I am not sure whether I wanted to distract, mourn, make fun of, or just to record my mother’s mumbling speech because of tumour in her brain – every time I met with my mother since then, a recorder was placed beside to inscribe every instant of the limited period. As time went by, the recordings accumulated became a documentation of my mother, myself and my family in the period. This is also, unfortunately, a record of cancer and death.
I did not ponder over the “intention” of the recordings, nor have I thought about when the activity was to end. Later, the idea of exhibiting the recordings when my mother was still alive emerged – but it was too late. It ended with the death of my mother in October 2011. The only remains are the some three hundred recordings.
This important, obscure and chaotic period was a period of drastic change with much left unclear. Some time after my mother’s death, I opened the recordings and started to listen.
The recordings contain a time and person that would inevitably fade and be forgotten. Although it’s a period that I vividly experienced, the recordings seem to embed an unknown world yet to be explored, independent from all emotions and memories, containing legacies to be studied. The obscure sorrow became concrete. The happiness, anger, sadness, and joy, and my mother’s wish, motto, grief and everything of her under the so very foreseeable death reappeared. These are not only hers, but also mine, my families and probably everyone around. The recordings are the most genuine legacies of my mother. They enable my mother and this period to be the subjects of contemplation.
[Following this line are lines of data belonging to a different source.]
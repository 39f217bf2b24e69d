//! avr-libc heap allocator over an emulated SRAM image.
//!
//! Layout matches the target: every chunk starts with a 2-byte little-endian
//! size header, and the returned pointer is the address just past it. Free
//! chunks are kept in an address-ordered list. New memory is carved from
//! `__brkval`, which grows from `__malloc_heap_start` toward the heap limit.

use thiserror::Error;

/// Size of the chunk header (`size_t` on the AVR).
pub const HEADER: u16 = 2;
/// Smallest chunk that can hold a freelist entry (`sz` + `nx`).
pub const FREELIST_ENTRY: u16 = 4;
/// Default `__malloc_margin`.
pub const DEFAULT_MARGIN: u16 = 32;

#[derive(Debug, Clone, Copy, PartialEq, Eq, Error)]
pub enum HeapError {
    #[error("heap bounds are inverted: start {start:#06x} >= end {end:#06x}")]
    InvertedBounds { start: u16, end: u16 },
    #[error("address {addr:#06x} is outside the emulated SRAM")]
    OutOfMemoryImage { addr: u16 },
}

/// Where the heap stops growing.
#[derive(Debug, Clone, Copy, PartialEq, Eq)]
pub enum HeapLimit {
    /// `__malloc_heap_end` set explicitly.
    Fixed(u16),
    /// `__malloc_heap_end == 0`: grow until `__malloc_margin` below the stack.
    Stack { stack_pointer: u16, margin: u16 },
}

#[derive(Debug, Clone, Copy, PartialEq, Eq)]
struct FreeChunk {
    /// Address of the size header.
    addr: u16,
    /// Usable size, excluding the header.
    size: u16,
}

impl FreeChunk {
    fn end(self) -> u32 {
        u32::from(self.addr) + u32::from(HEADER) + u32::from(self.size)
    }
}

/// The allocator state: `__malloc_heap_start`, the limit, `__brkval`, the
/// freelist and the SRAM bytes it manages.
#[derive(Debug, Clone)]
pub struct Heap {
    sram: Vec<u8>,
    heap_start: u16,
    limit: HeapLimit,
    brkval: u16,
    freelist: Vec<FreeChunk>,
}

impl Heap {
    /// Heap restricted to `[heap_start, heap_end)`.
    pub fn new(heap_start: u16, heap_end: u16) -> Result<Self, HeapError> {
        if heap_start >= heap_end {
            return Err(HeapError::InvertedBounds {
                start: heap_start,
                end: heap_end,
            });
        }
        Ok(Self::with_limit(heap_start, HeapLimit::Fixed(heap_end)))
    }

    /// Heap growing toward the stack.
    #[must_use]
    pub fn below_stack(heap_start: u16, stack_pointer: u16, margin: u16) -> Self {
        Self::with_limit(
            heap_start,
            HeapLimit::Stack {
                stack_pointer,
                margin,
            },
        )
    }

    fn with_limit(heap_start: u16, limit: HeapLimit) -> Self {
        let top = match limit {
            HeapLimit::Fixed(end) => end,
            HeapLimit::Stack { stack_pointer, .. } => stack_pointer,
        };
        Self {
            sram: vec![0; usize::from(top.max(heap_start)) + 1],
            heap_start,
            limit,
            brkval: heap_start,
            freelist: Vec::new(),
        }
    }

    /// `__brkval`: first address not yet handed out.
    #[must_use]
    pub fn brkval(&self) -> u16 {
        self.brkval
    }

    /// Number of chunks on the freelist.
    #[must_use]
    pub fn free_chunks(&self) -> usize {
        self.freelist.len()
    }

    /// Usable size recorded in the chunk header of `ptr`.
    pub fn chunk_size(&self, ptr: u16) -> Result<u16, HeapError> {
        let hdr = ptr.checked_sub(HEADER).ok_or(HeapError::OutOfMemoryImage { addr: ptr })?;
        let lo = self.byte(hdr)?;
        let hi = self.byte(hdr + 1)?;
        Ok(u16::from_le_bytes([lo, hi]))
    }

    pub fn read(&self, addr: u16, len: usize) -> Result<&[u8], HeapError> {
        let start = usize::from(addr);
        self.sram
            .get(start..start + len)
            .ok_or(HeapError::OutOfMemoryImage { addr })
    }

    pub fn write(&mut self, addr: u16, data: &[u8]) -> Result<(), HeapError> {
        let start = usize::from(addr);
        let dst = self
            .sram
            .get_mut(start..start + data.len())
            .ok_or(HeapError::OutOfMemoryImage { addr })?;
        dst.copy_from_slice(data);
        Ok(())
    }

    /// `malloc`. Returns `None` where the C function returns `NULL`.
    pub fn malloc(&mut self, len: usize) -> Option<u16> {
        let len = u16::try_from(len).ok()?.max(FREELIST_ENTRY - HEADER);

        if let Some(ptr) = self.take_from_freelist(len) {
            return Some(ptr);
        }

        let top = self.top();
        if top <= self.brkval {
            return None;
        }
        let avail = u32::from(top - self.brkval);
        if avail < u32::from(len) + u32::from(HEADER) {
            return None;
        }
        let hdr = self.brkval;
        self.brkval = hdr + HEADER + len;
        self.set_header(hdr, len);
        Some(hdr + HEADER)
    }

    /// `calloc`: zero-filled, `None` on `nele * size` overflow.
    pub fn calloc(&mut self, nele: usize, size: usize) -> Option<u16> {
        let total = nele.checked_mul(size)?;
        let ptr = self.malloc(total)?;
        let start = usize::from(ptr);
        self.sram[start..start + total].fill(0);
        Some(ptr)
    }

    /// `free`. A null pointer is ignored.
    pub fn free(&mut self, ptr: u16) {
        if ptr == 0 {
            return;
        }
        let Ok(size) = self.chunk_size(ptr) else {
            return;
        };
        let chunk = FreeChunk {
            addr: ptr - HEADER,
            size,
        };

        let at = self.freelist.partition_point(|c| c.addr < chunk.addr);
        self.freelist.insert(at, chunk);

        // Merge with the following chunk, then with the preceding one.
        if at + 1 < self.freelist.len() && self.freelist[at].end() == u32::from(self.freelist[at + 1].addr) {
            let next = self.freelist.remove(at + 1);
            self.freelist[at].size += HEADER + next.size;
        }
        if at > 0 && self.freelist[at - 1].end() == u32::from(self.freelist[at].addr) {
            let cur = self.freelist.remove(at);
            self.freelist[at - 1].size += HEADER + cur.size;
        }

        // A free chunk touching __brkval goes back to the break.
        if let Some(last) = self.freelist.last().copied() {
            if last.end() == u32::from(self.brkval) {
                self.freelist.pop();
                self.brkval = last.addr;
            }
        }
        self.sync_headers();
    }

    /// `realloc`: shrink in place, grow at the break or into a following free
    /// chunk, otherwise move.
    pub fn realloc(&mut self, ptr: u16, len: usize) -> Option<u16> {
        if ptr == 0 {
            return self.malloc(len);
        }
        let old = self.chunk_size(ptr).ok()?;
        let len = u16::try_from(len).ok()?.max(FREELIST_ENTRY - HEADER);
        let hdr = ptr - HEADER;

        if len <= old {
            if old - len >= FREELIST_ENTRY {
                let rest = ptr + len;
                self.set_header(hdr, len);
                self.set_header(rest, old - len - HEADER);
                self.free(rest + HEADER);
            }
            return Some(ptr);
        }

        let end = u32::from(ptr) + u32::from(old);
        let grow = len - old;
        if end == u32::from(self.brkval) && u32::from(self.top()) >= end + u32::from(grow) {
            self.brkval += grow;
            self.set_header(hdr, len);
            return Some(ptr);
        }
        if let Some(at) = self.freelist.iter().position(|c| u32::from(c.addr) == end) {
            let next = self.freelist[at];
            let merged = u32::from(old) + u32::from(HEADER) + u32::from(next.size);
            if merged >= u32::from(len) {
                self.freelist.remove(at);
                self.set_header(hdr, merged as u16);
                return self.realloc(ptr, usize::from(len));
            }
        }

        let new_ptr = self.malloc(usize::from(len))?;
        let (src, dst) = (usize::from(ptr), usize::from(new_ptr));
        self.sram.copy_within(src..src + usize::from(old), dst);
        self.free(ptr);
        Some(new_ptr)
    }

    fn top(&self) -> u16 {
        match self.limit {
            HeapLimit::Fixed(end) => end,
            HeapLimit::Stack {
                stack_pointer,
                margin,
            } => stack_pointer.saturating_sub(margin),
        }
    }

    /// Exact fit first, else the smallest larger chunk; large leftovers are
    /// split so the allocation comes from the chunk's top end.
    fn take_from_freelist(&mut self, len: u16) -> Option<u16> {
        if let Some(at) = self.freelist.iter().position(|c| c.size == len) {
            let chunk = self.freelist.remove(at);
            return Some(chunk.addr + HEADER);
        }
        let at = self
            .freelist
            .iter()
            .enumerate()
            .filter(|(_, c)| c.size > len)
            .min_by_key(|(_, c)| c.size)
            .map(|(i, _)| i)?;
        let chunk = self.freelist[at];
        if chunk.size - len < FREELIST_ENTRY {
            self.freelist.remove(at);
            return Some(chunk.addr + HEADER);
        }
        let remaining = chunk.size - len - HEADER;
        self.freelist[at].size = remaining;
        self.set_header(chunk.addr, remaining);
        let hdr = chunk.addr + HEADER + remaining;
        self.set_header(hdr, len);
        Some(hdr + HEADER)
    }

    fn sync_headers(&mut self) {
        for i in 0..self.freelist.len() {
            let c = self.freelist[i];
            self.set_header(c.addr, c.size);
        }
    }

    fn set_header(&mut self, hdr: u16, size: u16) {
        let at = usize::from(hdr);
        if let Some(cell) = self.sram.get_mut(at..at + 2) {
            cell.copy_from_slice(&size.to_le_bytes());
        }
    }

    fn byte(&self, addr: u16) -> Result<u8, HeapError> {
        self.sram
            .get(usize::from(addr))
            .copied()
            .ok_or(HeapError::OutOfMemoryImage { addr })
    }
}

impl Default for Heap {
    /// ATmega128 layout: heap after `.bss` at 0x200, stack at RAMEND 0x10FF.
    fn default() -> Self {
        Self::below_stack(0x0200, 0x10FF, DEFAULT_MARGIN)
    }
}

#[cfg(test)]
mod tests {
    use super::*;

    #[test]
    fn allocation_respects_heap_end() {
        let mut heap = Heap::new(0x200, 0x1000).unwrap();
        assert_eq!(heap.malloc(0xe00), None);
        assert_eq!(heap.malloc(0xdfe), Some(0x202));
        assert_eq!(heap.brkval(), 0x1000);
        assert_eq!(heap.malloc(1), None);
    }

    #[test]
    fn small_requests_round_up_to_freelist_entry() {
        let mut heap = Heap::new(0x100, 0x200).unwrap();
        let p = heap.malloc(0).unwrap();
        assert_eq!(p, 0x102);
        assert_eq!(heap.chunk_size(p), Ok(2));
        assert_eq!(heap.brkval(), 0x104);
    }

    #[test]
    fn freeing_top_chunk_lowers_brkval() {
        let mut heap = Heap::new(0x100, 0x200).unwrap();
        let a = heap.malloc(10).unwrap();
        let b = heap.malloc(10).unwrap();
        heap.free(b);
        assert_eq!(heap.brkval(), b - HEADER);
        heap.free(a);
        assert_eq!(heap.brkval(), 0x100);
        assert_eq!(heap.free_chunks(), 0);
    }

    #[test]
    fn freed_neighbours_coalesce_and_are_reused() {
        let mut heap = Heap::new(0x100, 0x200).unwrap();
        let a = heap.malloc(8).unwrap();
        let b = heap.malloc(8).unwrap();
        let _guard = heap.malloc(8).unwrap();
        heap.free(a);
        heap.free(b);
        assert_eq!(heap.free_chunks(), 1);
        assert_eq!(heap.chunk_size(a), Ok(18));
        assert_eq!(heap.malloc(18), Some(a));
    }

    #[test]
    fn larger_free_chunk_is_split_from_its_top() {
        let mut heap = Heap::new(0x100, 0x200).unwrap();
        let a = heap.malloc(20).unwrap();
        let _guard = heap.malloc(2).unwrap();
        heap.free(a);
        let p = heap.malloc(4).unwrap();
        assert_eq!(p, a + 20 - 4);
        assert_eq!(heap.chunk_size(a), Ok(14));
    }

    #[test]
    fn calloc_zeroes_and_checks_overflow() {
        let mut heap = Heap::new(0x100, 0x200).unwrap();
        let p = heap.malloc(4).unwrap();
        heap.write(p, &[0xAA; 4]).unwrap();
        heap.free(p);
        let q = heap.calloc(2, 2).unwrap();
        assert_eq!(heap.read(q, 4).unwrap(), &[0, 0, 0, 0]);
        assert_eq!(heap.calloc(usize::MAX, 2), None);
    }

    #[test]
    fn realloc_grows_at_break_and_moves_otherwise() {
        let mut heap = Heap::new(0x100, 0x200).unwrap();
        let p = heap.malloc(4).unwrap();
        heap.write(p, b"abcd").unwrap();
        assert_eq!(heap.realloc(p, 8), Some(p));
        let _guard = heap.malloc(2).unwrap();
        let q = heap.realloc(p, 16).unwrap();
        assert_ne!(q, p);
        assert_eq!(heap.read(q, 4).unwrap(), b"abcd");
    }

    #[test]
    fn stack_limited_heap_keeps_margin() {
        let mut heap = Heap::below_stack(0x100, 0x200, DEFAULT_MARGIN);
        assert_eq!(heap.malloc(0xE0 - 2 + 1), None);
        assert_eq!(heap.malloc(0xE0 - 2), Some(0x102));
    }

    #[test]
    fn inverted_bounds_are_rejected() {
        assert!(matches!(
            Heap::new(0x200, 0x100),
            Err(HeapError::InvertedBounds { .. })
        ));
    }
}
Based on memory and rough notes and diaries, I searched for the recordings on events to listen: mother having gamma knife, the last dinner for Winter Solstice etc. The most remarkable change was my mother’s voice deteriorated with the disease.
The recordings embed repeated patterns of dialogues and themes, each of which represents a different face of the period, interwoven with worries, quarrels, hopes, visits to doctors and trivia. I extracted these patterns and themes and arrange them chronologically. Thirteen few-hour long sound sequences were thus created. Every sequence is a crystal of the period with its own characters.
Each sequence is a legacy of my mother with different characters: some sound long-winded; some sound hysterical; some may just sound trivial. Each sequence is played by a speaker, shape, size, location and volume of which are decided by the unique characters of the sequence and relations with other sequences. The speakers fill this whole room with thick strata of sound to be (re-)tasted, reconstructing the complex of mother, cancer, death, my family, myself and others. The work creates a personal experience not easily transferable or mediatable — it has to be experienced in situ.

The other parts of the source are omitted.